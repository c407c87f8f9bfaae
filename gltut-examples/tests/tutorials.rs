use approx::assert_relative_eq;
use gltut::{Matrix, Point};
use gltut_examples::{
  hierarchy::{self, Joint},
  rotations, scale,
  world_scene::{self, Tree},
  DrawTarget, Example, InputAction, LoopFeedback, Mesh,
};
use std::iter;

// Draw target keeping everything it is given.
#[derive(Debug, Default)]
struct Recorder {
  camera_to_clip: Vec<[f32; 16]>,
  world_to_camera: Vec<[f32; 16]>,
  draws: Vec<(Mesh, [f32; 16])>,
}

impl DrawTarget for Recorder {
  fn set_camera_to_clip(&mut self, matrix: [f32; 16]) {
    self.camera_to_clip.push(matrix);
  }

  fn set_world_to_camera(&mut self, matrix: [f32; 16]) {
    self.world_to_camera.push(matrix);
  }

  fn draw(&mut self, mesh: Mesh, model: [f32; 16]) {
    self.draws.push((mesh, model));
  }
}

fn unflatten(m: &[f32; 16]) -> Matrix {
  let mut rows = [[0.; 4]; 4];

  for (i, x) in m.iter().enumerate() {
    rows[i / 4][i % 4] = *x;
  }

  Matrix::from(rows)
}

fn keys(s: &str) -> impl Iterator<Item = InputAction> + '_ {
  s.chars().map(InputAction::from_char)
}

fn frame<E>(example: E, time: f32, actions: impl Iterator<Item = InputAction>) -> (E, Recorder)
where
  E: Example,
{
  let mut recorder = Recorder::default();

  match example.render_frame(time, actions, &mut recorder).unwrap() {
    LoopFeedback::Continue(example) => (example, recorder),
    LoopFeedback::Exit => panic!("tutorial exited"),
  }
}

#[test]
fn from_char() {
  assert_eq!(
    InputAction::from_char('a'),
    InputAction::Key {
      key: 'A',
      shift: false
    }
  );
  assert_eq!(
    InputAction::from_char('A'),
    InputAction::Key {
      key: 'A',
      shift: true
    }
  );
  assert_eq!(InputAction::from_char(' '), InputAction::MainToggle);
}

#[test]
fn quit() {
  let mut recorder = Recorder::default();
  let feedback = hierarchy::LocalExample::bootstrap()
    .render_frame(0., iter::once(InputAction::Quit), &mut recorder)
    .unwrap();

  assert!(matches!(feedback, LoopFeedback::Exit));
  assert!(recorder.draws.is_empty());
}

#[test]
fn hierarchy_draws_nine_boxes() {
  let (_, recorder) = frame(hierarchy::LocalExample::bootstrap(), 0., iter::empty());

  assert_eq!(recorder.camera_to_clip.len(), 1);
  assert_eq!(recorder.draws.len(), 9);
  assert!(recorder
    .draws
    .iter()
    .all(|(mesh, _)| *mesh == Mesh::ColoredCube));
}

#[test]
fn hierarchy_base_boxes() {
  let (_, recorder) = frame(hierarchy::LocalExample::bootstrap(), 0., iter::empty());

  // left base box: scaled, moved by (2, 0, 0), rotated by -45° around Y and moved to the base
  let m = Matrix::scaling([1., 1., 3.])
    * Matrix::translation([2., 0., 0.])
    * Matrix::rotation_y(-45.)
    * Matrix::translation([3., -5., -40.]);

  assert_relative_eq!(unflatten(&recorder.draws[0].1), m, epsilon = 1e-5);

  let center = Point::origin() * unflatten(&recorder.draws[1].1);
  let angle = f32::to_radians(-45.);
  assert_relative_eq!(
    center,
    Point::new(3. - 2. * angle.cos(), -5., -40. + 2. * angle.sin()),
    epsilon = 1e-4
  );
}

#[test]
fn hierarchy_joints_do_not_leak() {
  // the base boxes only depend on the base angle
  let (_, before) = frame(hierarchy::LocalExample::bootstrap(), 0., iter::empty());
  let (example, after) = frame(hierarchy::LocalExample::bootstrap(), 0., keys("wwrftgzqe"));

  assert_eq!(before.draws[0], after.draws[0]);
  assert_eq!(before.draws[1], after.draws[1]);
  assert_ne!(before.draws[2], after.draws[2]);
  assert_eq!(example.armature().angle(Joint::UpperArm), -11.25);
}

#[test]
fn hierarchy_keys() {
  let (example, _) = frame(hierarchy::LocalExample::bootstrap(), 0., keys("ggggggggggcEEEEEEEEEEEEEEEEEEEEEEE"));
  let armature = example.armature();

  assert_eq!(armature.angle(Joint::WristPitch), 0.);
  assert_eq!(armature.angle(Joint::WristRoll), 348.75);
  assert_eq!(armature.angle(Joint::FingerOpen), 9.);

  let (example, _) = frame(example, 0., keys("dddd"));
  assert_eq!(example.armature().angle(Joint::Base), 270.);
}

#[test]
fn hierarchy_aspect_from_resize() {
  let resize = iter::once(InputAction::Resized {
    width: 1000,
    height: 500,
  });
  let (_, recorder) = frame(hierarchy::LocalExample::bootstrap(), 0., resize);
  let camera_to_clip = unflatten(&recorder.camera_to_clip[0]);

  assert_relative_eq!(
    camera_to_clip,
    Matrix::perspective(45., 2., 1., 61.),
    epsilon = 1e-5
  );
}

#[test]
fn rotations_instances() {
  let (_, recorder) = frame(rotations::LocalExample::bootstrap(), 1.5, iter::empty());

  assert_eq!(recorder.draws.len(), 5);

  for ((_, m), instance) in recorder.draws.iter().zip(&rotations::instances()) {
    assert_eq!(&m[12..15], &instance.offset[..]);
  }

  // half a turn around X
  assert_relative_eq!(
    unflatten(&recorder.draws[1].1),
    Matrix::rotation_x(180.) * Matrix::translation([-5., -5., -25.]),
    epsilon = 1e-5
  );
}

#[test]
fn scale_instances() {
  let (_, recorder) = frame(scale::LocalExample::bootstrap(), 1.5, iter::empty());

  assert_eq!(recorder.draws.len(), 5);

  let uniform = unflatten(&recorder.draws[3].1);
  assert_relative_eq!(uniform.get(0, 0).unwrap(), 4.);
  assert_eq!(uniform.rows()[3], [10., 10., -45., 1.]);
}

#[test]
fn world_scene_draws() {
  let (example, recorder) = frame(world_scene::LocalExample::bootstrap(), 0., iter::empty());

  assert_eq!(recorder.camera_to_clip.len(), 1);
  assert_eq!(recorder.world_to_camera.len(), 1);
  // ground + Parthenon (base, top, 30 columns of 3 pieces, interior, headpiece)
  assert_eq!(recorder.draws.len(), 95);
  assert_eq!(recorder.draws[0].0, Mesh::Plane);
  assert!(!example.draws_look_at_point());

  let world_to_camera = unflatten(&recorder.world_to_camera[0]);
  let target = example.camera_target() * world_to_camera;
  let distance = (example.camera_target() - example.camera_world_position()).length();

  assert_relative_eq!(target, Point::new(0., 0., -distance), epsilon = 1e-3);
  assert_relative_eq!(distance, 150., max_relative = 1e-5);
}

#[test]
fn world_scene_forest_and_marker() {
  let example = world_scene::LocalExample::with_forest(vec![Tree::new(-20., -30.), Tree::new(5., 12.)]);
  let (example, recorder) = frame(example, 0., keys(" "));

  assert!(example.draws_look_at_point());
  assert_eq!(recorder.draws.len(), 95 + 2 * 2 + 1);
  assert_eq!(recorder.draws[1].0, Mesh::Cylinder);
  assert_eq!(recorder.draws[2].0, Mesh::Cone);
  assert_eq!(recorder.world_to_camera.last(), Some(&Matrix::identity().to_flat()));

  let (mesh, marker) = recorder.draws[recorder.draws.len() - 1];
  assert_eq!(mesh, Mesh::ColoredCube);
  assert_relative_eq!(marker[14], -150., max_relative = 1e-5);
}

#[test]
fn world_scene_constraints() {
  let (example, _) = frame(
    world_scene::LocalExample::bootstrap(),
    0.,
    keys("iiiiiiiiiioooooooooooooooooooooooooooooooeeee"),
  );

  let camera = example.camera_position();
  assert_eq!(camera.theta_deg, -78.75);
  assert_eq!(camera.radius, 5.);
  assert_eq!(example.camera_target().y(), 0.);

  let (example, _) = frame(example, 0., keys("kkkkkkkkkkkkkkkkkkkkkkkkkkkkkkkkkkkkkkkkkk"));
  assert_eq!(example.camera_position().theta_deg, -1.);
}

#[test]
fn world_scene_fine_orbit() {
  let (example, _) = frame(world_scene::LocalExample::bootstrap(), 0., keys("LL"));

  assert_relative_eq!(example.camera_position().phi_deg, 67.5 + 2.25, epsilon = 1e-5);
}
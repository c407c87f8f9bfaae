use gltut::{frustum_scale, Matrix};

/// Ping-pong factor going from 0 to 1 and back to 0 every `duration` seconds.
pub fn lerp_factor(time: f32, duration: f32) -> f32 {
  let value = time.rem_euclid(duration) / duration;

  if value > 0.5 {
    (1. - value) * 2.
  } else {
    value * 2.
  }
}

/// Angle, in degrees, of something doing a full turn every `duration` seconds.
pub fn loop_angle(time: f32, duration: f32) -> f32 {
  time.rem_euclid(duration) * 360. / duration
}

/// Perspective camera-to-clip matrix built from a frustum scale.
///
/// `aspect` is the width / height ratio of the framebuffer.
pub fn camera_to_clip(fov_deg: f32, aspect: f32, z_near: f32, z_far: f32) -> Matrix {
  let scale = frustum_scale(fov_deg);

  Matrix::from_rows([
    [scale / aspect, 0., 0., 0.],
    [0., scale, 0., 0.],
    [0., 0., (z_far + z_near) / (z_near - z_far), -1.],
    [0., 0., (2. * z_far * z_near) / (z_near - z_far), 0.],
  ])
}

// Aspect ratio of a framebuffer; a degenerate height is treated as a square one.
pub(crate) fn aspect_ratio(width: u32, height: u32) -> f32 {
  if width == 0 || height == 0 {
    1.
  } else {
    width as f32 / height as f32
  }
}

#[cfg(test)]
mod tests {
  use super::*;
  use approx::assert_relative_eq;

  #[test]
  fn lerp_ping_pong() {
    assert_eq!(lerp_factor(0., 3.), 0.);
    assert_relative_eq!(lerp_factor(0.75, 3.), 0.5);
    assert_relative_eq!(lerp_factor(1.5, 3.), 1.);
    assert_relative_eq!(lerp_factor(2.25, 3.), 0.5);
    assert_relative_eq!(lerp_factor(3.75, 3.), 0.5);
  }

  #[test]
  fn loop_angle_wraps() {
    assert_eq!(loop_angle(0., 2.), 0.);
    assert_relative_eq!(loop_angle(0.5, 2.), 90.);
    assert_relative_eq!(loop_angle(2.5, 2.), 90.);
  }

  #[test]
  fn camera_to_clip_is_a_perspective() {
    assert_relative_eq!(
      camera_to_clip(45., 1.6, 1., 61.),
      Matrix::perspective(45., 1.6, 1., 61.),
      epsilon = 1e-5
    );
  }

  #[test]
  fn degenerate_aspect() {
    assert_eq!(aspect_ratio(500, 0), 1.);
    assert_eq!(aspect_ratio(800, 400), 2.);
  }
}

-*-*-

Go through the lines above and copy any that contain "push".

    self.camera_to_clip.push(matrix);
    self.world_to_camera.push(matrix);
    self.draws.push((mesh, model));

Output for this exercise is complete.